PROMPT - Search the records for the string "common" and copy every line in which it appears.

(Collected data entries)

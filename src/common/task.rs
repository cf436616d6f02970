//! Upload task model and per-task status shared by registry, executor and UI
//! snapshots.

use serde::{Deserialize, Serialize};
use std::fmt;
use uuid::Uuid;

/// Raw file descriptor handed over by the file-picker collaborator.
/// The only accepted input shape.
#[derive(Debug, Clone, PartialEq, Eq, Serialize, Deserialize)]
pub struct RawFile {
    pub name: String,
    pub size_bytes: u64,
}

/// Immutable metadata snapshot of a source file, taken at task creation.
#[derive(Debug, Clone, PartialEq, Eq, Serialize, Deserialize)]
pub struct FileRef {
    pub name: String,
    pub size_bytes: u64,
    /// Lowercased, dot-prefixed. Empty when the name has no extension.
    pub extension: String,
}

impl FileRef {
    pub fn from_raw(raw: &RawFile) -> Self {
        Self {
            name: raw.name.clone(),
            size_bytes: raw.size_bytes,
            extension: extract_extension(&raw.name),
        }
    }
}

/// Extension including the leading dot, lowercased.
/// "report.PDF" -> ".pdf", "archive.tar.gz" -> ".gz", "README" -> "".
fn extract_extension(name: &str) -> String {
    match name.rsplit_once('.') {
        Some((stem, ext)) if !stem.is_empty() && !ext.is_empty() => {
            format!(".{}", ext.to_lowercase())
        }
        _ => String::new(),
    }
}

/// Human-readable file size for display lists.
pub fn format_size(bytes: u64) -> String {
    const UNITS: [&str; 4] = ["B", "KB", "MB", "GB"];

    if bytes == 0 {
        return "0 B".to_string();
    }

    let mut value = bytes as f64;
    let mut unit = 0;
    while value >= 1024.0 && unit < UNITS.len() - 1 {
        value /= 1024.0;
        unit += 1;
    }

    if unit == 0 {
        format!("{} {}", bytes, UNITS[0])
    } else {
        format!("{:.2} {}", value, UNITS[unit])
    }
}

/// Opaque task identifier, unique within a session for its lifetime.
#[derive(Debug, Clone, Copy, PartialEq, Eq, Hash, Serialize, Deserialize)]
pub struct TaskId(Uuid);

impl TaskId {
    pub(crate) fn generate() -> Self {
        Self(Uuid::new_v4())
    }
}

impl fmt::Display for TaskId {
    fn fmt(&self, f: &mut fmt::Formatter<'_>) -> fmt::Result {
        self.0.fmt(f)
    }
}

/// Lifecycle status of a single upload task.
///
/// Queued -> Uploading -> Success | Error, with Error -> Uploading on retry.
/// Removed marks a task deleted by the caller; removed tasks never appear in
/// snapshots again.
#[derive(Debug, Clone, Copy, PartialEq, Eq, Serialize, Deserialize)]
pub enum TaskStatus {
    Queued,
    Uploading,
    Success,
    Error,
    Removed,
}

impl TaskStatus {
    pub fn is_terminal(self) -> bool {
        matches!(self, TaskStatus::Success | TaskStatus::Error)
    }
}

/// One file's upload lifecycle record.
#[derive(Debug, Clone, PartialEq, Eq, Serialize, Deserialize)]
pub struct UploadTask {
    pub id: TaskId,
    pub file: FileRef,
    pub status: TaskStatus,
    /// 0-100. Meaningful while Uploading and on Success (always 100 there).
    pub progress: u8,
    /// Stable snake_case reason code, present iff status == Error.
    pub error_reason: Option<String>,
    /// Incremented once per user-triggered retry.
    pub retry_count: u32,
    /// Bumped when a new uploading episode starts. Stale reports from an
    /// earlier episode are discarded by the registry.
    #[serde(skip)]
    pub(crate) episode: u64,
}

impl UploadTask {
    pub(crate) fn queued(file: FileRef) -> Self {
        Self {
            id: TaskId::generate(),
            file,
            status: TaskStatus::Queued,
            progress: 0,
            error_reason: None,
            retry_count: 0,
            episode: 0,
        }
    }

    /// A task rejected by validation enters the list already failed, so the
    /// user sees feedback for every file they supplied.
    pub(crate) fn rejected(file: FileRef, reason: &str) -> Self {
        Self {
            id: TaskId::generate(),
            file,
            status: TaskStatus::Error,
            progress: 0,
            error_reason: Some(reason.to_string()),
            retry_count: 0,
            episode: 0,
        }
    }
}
...
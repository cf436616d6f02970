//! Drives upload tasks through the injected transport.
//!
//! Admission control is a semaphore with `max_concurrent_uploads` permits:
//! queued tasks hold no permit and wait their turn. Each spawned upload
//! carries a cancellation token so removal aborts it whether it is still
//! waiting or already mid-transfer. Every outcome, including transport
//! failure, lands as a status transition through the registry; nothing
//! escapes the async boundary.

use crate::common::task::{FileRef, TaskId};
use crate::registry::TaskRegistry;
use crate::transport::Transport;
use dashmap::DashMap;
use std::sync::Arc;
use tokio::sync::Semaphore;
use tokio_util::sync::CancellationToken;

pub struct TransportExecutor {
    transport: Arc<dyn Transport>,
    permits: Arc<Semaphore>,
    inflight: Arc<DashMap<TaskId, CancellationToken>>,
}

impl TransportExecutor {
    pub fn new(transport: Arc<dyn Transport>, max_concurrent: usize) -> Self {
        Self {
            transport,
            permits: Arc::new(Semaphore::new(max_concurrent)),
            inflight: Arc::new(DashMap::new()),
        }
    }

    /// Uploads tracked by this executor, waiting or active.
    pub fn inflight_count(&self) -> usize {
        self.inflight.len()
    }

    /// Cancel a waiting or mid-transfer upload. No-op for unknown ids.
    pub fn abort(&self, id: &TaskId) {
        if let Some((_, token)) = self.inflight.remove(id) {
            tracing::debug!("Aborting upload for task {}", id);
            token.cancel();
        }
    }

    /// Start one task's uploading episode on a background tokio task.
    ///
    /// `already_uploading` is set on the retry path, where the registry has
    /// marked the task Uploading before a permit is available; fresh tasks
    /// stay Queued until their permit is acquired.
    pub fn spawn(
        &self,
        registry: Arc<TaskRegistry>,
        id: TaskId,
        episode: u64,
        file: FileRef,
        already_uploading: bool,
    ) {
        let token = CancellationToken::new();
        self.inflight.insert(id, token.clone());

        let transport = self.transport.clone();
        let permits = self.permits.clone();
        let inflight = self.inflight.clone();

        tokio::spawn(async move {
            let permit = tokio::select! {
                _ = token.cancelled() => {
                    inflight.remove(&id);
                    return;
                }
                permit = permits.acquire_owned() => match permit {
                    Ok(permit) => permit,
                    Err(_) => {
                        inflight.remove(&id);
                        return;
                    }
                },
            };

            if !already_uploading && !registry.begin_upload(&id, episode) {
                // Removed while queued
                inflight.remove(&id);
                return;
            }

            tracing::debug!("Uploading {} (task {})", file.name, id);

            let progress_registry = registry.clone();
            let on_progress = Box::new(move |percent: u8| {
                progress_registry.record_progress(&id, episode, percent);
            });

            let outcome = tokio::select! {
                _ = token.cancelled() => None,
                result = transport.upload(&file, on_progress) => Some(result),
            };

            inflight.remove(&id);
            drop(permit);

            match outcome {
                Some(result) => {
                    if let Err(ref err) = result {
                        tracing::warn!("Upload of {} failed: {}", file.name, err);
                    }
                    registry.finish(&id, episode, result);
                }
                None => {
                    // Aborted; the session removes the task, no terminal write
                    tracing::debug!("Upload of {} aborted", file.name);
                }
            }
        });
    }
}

ANSWER TO THE EXERCISE -
filename src/common/task.rs
use crate::common::task::{FileRef, TaskId};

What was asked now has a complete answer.